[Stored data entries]
┄┄┄┄┄┄┄┄┄┄┄┄┄┄┄┄┄┄┄┄
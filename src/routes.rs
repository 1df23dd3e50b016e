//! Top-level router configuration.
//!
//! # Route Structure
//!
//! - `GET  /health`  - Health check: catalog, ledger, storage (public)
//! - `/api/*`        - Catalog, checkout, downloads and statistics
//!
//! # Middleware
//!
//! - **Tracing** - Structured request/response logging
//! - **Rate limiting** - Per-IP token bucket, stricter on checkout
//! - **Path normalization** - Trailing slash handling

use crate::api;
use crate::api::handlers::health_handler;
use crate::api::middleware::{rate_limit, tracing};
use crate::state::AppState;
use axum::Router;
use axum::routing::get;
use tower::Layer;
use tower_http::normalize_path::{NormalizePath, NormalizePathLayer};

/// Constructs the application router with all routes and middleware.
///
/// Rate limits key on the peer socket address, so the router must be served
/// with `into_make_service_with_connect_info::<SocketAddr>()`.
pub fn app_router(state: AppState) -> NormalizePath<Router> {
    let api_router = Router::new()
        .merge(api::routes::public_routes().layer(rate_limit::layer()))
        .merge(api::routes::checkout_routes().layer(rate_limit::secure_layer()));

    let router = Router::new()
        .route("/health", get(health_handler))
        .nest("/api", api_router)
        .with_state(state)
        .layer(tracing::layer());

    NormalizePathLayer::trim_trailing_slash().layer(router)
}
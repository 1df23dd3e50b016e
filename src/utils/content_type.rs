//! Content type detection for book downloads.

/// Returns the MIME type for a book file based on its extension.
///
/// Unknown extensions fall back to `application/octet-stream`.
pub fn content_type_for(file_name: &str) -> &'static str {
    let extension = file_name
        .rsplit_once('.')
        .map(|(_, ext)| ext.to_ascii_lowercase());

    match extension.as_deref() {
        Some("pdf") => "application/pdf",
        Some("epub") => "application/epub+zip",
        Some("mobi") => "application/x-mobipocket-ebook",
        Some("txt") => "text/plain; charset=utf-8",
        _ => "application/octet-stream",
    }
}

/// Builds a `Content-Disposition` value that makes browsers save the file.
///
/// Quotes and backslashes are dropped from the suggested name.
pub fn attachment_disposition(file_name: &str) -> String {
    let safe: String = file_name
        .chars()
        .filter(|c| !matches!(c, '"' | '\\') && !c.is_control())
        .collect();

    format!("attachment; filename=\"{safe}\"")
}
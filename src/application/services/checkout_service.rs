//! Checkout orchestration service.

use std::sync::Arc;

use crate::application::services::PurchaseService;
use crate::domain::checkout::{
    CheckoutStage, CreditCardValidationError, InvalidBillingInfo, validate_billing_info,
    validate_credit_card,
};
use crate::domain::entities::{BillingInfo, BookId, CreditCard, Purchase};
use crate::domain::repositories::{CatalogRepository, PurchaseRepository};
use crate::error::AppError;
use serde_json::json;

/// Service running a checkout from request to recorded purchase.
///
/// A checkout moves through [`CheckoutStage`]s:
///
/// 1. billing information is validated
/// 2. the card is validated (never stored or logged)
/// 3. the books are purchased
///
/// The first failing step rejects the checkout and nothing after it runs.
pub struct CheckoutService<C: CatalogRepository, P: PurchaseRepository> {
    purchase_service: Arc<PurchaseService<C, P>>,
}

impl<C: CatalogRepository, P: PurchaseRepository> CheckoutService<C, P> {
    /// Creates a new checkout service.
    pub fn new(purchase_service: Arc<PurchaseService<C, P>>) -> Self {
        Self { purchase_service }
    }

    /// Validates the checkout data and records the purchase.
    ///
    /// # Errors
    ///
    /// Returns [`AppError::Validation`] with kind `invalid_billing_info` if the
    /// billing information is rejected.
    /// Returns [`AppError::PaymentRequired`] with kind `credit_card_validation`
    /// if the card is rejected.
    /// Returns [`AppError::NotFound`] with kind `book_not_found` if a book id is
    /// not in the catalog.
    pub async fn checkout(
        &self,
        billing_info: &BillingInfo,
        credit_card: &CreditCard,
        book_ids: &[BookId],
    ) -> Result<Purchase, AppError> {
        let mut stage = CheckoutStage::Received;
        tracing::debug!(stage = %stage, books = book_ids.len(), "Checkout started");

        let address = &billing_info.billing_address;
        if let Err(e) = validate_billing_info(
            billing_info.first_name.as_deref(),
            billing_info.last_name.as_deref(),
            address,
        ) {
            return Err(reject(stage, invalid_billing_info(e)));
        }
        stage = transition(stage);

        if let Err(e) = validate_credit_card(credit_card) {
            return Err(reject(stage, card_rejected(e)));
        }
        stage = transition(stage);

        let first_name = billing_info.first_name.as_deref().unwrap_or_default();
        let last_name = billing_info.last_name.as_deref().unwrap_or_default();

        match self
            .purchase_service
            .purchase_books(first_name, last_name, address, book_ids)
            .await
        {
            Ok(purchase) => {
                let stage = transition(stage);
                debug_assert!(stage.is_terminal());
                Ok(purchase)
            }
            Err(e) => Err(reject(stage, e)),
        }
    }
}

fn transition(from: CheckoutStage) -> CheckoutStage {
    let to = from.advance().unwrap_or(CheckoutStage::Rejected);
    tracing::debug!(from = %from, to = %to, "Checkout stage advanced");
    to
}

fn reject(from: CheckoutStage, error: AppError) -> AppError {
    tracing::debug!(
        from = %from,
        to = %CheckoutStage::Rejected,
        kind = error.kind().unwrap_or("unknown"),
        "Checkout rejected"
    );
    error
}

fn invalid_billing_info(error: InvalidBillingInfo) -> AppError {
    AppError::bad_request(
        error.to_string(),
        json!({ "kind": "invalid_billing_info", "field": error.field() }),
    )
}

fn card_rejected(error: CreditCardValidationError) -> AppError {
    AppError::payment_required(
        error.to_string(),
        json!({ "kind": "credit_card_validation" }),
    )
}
┄┄┄┄┄┄┄┄┄┄┄┄┄┄┄┄┄┄┄┄
### Task statement:
Transcribe the records in full, so that each line reads exactly as before.

### Response below:
filename src/routes.rs
repository 1df23dd3e50b016e
//! Top-level router configuration.
//!
//! # Route Structure
//!
//! - `GET  /health`  - Health check: catalog, ledger, storage (public)
//! - `/api/*`        - Catalog, checkout, downloads and statistics
//!
//! # Middleware
//!
//! - **Tracing** - Structured request/response logging
//! - **Rate limiting** - Per-IP token bucket, stricter on checkout
//! - **Path normalization** - Trailing slash handling

use crate::api;
use crate::api::handlers::health_handler;
use crate::api::middleware::{rate_limit, tracing};
use crate::state::AppState;
use axum::Router;
use axum::routing::get;
use tower::Layer;
use tower_http::normalize_path::{NormalizePath, NormalizePathLayer};

/// Constructs the application router with all routes and middleware.
///
/// Rate limits key on the peer socket address, so the router must be served
/// with `into_make_service_with_connect_info::<SocketAddr>()`.
pub fn app_router(state: AppState) -> NormalizePath<Router> {
    let api_router = Router::new()
        .merge(api::routes::public_routes().layer(rate_limit::layer()))
        .merge(api::routes::checkout_routes().layer(rate_limit::secure_layer()));

    let router = Router::new()
        .route("/health", get(health_handler))
        .nest("/api", api_router)
        .with_state(state)
        .layer(tracing::layer());

    NormalizePathLayer::trim_trailing_slash().layer(router)
}
repository 1df23dd3e50b016e
filename src/utils/content_type.rs
//! Content type detection for book downloads.

/// Returns the MIME type for a book file based on its extension.
///
/// Unknown extensions fall back to `application/octet-stream`.
pub fn content_type_for(file_name: &str) -> &'static str {
    let extension = file_name
        .rsplit_once('.')
        .map(|(_, ext)| ext.to_ascii_lowercase());

    match extension.as_deref() {
        Some("pdf") => "application/pdf",
        Some("epub") => "application/epub+zip",
        Some("mobi") => "application/x-mobipocket-ebook",
        Some("txt") => "text/plain; charset=utf-8",
        _ => "application/octet-stream",
    }
}

/// Builds a `Content-Disposition` value that makes browsers save the file.
///
/// Quotes and backslashes are dropped from the suggested name.
pub fn attachment_disposition(file_name: &str) -> String {
    let safe: String = file_name
        .chars()
        .filter(|c| !matches!(c, '"' | '\\') && !c.is_control())
        .collect();

    format!("attachment; filename=\"{safe}\"")
}
filename src/application/services/checkout_service.rs
//! Checkout orchestration service.

use std::sync::Arc;

use crate::application::services::PurchaseService;
use crate::domain::checkout::{
    CheckoutStage, CreditCardValidationError, InvalidBillingInfo, validate_billing_info,
    validate_credit_card,
};
use crate::domain::entities::{BillingInfo, BookId, CreditCard, Purchase};
use crate::domain::repositories::{CatalogRepository, PurchaseRepository};
use crate::error::AppError;
use serde_json::json;

/// Service running a checkout from request to recorded purchase.
///
/// A checkout moves through [`CheckoutStage`]s:
///
/// 1. billing information is validated
/// 2. the card is validated (never stored or logged)
/// 3. the books are purchased
///
/// The first failing step rejects the checkout and nothing after it runs.
pub struct CheckoutService<C: CatalogRepository, P: PurchaseRepository> {
    purchase_service: Arc<PurchaseService<C, P>>,
}

impl<C: CatalogRepository, P: PurchaseRepository> CheckoutService<C, P> {
    /// Creates a new checkout service.
    pub fn new(purchase_service: Arc<PurchaseService<C, P>>) -> Self {
        Self { purchase_service }
    }

    /// Validates the checkout data and records the purchase.
    ///
    /// # Errors
    ///
    /// Returns [`AppError::Validation`] with kind `invalid_billing_info` if the
    /// billing information is rejected.
    /// Returns [`AppError::PaymentRequired`] with kind `credit_card_validation`
    /// if the card is rejected.
    /// Returns [`AppError::NotFound`] with kind `book_not_found` if a book id is
    /// not in the catalog.
    pub async fn checkout(
        &self,
        billing_info: &BillingInfo,
        credit_card: &CreditCard,
        book_ids: &[BookId],
    ) -> Result<Purchase, AppError> {
        let mut stage = CheckoutStage::Received;
        tracing::debug!(stage = %stage, books = book_ids.len(), "Checkout started");

        let address = &billing_info.billing_address;
        if let Err(e) = validate_billing_info(
            billing_info.first_name.as_deref(),
            billing_info.last_name.as_deref(),
            address,
        ) {
            return Err(reject(stage, invalid_billing_info(e)));
        }
        stage = transition(stage);

        if let Err(e) = validate_credit_card(credit_card) {
            return Err(reject(stage, card_rejected(e)));
        }
        stage = transition(stage);

        let first_name = billing_info.first_name.as_deref().unwrap_or_default();
        let last_name = billing_info.last_name.as_deref().unwrap_or_default();

        match self
            .purchase_service
            .purchase_books(first_name, last_name, address, book_ids)
            .await
        {
            Ok(purchase) => {
                let stage = transition(stage);
                debug_assert!(stage.is_terminal());
                Ok(purchase)
            }
            Err(e) => Err(reject(stage, e)),
        }
    }
}

fn transition(from: CheckoutStage) -> CheckoutStage {
    let to = from.advance().unwrap_or(CheckoutStage::Rejected);
    tracing::debug!(from = %from, to = %to, "Checkout stage advanced");
    to
}

fn reject(from: CheckoutStage, error: AppError) -> AppError {
    tracing::debug!(
        from = %from,
        to = %CheckoutStage::Rejected,
        kind = error.kind().unwrap_or("unknown"),
        "Checkout rejected"
    );
    error
}

fn invalid_billing_info(error: InvalidBillingInfo) -> AppError {
    AppError::bad_request(
        error.to_string(),
        json!({ "kind": "invalid_billing_info", "field": error.field() }),
    )
}

fn card_rejected(error: CreditCardValidationError) -> AppError {
    AppError::payment_required(
        error.to_string(),
        json!({ "kind": "credit_card_validation" }),
    )
}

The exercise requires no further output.